Stored data:
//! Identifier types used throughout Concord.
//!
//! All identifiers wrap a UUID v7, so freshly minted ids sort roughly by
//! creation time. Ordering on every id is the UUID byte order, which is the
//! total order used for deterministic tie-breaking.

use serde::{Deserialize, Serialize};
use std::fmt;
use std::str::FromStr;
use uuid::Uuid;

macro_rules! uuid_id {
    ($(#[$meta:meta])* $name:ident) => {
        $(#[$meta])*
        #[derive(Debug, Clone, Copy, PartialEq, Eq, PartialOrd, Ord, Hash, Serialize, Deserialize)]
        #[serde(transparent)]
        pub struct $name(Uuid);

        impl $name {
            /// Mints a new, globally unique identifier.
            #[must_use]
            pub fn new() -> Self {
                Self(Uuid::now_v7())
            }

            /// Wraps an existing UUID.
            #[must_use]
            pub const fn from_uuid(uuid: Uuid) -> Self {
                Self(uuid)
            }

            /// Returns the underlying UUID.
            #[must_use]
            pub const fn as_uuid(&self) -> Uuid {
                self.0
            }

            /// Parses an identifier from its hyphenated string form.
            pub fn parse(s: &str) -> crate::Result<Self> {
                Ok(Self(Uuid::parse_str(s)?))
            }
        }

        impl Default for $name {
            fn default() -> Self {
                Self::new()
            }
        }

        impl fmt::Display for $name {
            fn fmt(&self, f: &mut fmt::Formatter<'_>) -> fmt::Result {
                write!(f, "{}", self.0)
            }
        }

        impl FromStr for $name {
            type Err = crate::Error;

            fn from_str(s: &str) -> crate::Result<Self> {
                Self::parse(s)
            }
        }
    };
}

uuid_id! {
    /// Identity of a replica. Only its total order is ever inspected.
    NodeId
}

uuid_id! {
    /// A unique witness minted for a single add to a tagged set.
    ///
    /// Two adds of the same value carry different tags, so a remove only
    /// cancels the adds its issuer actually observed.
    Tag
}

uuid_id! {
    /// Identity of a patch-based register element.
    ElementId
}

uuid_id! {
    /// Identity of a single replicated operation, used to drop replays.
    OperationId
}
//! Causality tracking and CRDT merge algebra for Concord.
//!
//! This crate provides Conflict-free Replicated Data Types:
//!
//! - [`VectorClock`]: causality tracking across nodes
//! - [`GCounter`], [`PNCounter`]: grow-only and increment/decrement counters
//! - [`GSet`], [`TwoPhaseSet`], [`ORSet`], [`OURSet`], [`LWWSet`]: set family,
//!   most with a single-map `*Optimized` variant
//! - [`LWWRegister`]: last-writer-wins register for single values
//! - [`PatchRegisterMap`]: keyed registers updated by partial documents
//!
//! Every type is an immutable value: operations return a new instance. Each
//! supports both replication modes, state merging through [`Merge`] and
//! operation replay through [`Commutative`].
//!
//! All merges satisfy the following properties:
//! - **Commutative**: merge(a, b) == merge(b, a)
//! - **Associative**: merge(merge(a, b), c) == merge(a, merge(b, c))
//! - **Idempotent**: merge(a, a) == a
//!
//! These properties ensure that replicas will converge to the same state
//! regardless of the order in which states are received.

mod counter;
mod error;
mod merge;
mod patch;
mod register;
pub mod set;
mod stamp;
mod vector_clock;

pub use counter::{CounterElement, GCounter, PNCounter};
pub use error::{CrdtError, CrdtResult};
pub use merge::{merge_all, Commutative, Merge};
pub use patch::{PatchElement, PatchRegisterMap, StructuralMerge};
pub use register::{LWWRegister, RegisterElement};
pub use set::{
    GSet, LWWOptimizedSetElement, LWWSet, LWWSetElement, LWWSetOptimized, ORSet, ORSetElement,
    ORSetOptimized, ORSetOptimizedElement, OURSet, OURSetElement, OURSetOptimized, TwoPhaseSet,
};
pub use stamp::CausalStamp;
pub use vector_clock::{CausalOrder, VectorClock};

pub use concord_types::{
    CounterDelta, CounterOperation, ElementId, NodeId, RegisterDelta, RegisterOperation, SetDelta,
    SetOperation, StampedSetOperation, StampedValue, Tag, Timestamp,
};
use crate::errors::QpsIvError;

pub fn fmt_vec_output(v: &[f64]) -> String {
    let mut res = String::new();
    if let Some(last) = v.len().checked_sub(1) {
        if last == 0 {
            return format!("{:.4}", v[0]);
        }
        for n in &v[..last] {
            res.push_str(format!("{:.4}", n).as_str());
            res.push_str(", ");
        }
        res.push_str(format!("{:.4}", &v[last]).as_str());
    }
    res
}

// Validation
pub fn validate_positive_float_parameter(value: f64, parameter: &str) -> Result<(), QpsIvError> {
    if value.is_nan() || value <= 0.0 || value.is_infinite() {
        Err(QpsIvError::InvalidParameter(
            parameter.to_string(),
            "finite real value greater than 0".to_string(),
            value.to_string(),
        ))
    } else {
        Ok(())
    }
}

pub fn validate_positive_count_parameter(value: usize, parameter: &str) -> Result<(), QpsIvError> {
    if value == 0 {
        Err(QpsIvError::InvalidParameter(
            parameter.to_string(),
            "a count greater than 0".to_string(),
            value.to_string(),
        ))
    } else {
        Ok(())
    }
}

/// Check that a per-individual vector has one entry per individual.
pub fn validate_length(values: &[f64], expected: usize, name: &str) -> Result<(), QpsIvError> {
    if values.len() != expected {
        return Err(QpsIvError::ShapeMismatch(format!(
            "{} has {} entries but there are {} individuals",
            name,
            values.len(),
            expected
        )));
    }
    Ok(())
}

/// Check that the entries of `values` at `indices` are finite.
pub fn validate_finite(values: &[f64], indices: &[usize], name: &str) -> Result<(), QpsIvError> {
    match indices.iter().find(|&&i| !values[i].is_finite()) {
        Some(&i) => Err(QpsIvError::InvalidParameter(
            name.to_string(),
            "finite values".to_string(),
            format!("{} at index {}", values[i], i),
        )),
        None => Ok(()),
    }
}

PROBLEM — In the entries above, find the line holding "fn default() ->" and the line holding "most with a", then retype exactly those two lines and every line between them, and nothing else.

TASK RESULT —
            fn default() -> Self {
                Self::new()
            }
        }

        impl fmt::Display for $name {
            fn fmt(&self, f: &mut fmt::Formatter<'_>) -> fmt::Result {
                write!(f, "{}", self.0)
            }
        }

        impl FromStr for $name {
            type Err = crate::Error;

            fn from_str(s: &str) -> crate::Result<Self> {
                Self::parse(s)
            }
        }
    };
}

uuid_id! {
    /// Identity of a replica. Only its total order is ever inspected.
    NodeId
}

uuid_id! {
    /// A unique witness minted for a single add to a tagged set.
    ///
    /// Two adds of the same value carry different tags, so a remove only
    /// cancels the adds its issuer actually observed.
    Tag
}

uuid_id! {
    /// Identity of a patch-based register element.
    ElementId
}

uuid_id! {
    /// Identity of a single replicated operation, used to drop replays.
    OperationId
}
//! Causality tracking and CRDT merge algebra for Concord.
//!
//! This crate provides Conflict-free Replicated Data Types:
//!
//! - [`VectorClock`]: causality tracking across nodes
//! - [`GCounter`], [`PNCounter`]: grow-only and increment/decrement counters
//! - [`GSet`], [`TwoPhaseSet`], [`ORSet`], [`OURSet`], [`LWWSet`]: set family,
//!   most with a single-map `*Optimized` variant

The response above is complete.